Figure 5.

Depletion of the Drosophila melanogaster CLP1 orthologue, cbc, in S2 cells does not prevent the generation of tricRNAs or tRNA maturation. S2 cells were treated with dsRNA to knock down cbc in vivo. Cells were then transfected with a D. melanogaster tRNA-Tyr reporter containing Broccoli in the intron (23). Total RNA was isolated from the cells. (A) RT-PCR was used to measure successful cbc knockdown by dsRNAs, with 5S rRNA and unamplified RNA as controls. (B) A cartoon depicting the final products formed from the in vivo cleavage of endogenous Drosophila tRNA CR31905 and the transfected reporter tRNA-Broccoli-intron tRNA. Only tric31905 is visualized by the tric31905 probe whereas introns, intron containing tRNAs, and the 3′ exon are detected for the dual reporter. (C) A northern blot probing tric31905 was performed to measure levels of endogenous circular intron production. We also carried out a northern blot to measure levels of pre-tRNA and mature-tRNA from the same sample.

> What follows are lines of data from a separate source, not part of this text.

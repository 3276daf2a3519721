pub mod actions;
pub mod aggregate;
pub mod android;
pub mod cli;
pub mod config;
pub mod context;
pub mod engine;
pub mod error;
pub mod exec;
pub mod focus;
pub mod ios;
pub mod logging;
pub mod models;
pub mod parse;
pub mod scheduler;
pub mod toolchain;
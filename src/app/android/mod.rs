pub mod discovery;
pub mod matcher;
pub mod service;

pub use discovery::AndroidDiscovery;
pub use matcher::IdentityMatcher;
pub use service::AndroidDeviceService;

Levels of the snRNA U1 in bottom panel is the loading control for both northern blots. (D) Levels of tric31905 (n = 3), tricBroc (n = 4), mature tRNA (n = 4), and pre-tRNA (n = 4) levels were quantified and normalized to the U1 or 5S controls on their respective gels/blots. The average and standard error for biological replicates is shown. A student's t-test was used to calculate significance: *P < 0.05 and **P < 0.005. (E) RNA was run on a TBE-Urea gel and visualized using DFHBI-1T. The gel was then re-stained with ethidium bromide, and the 5S rRNA is shown as a loading control.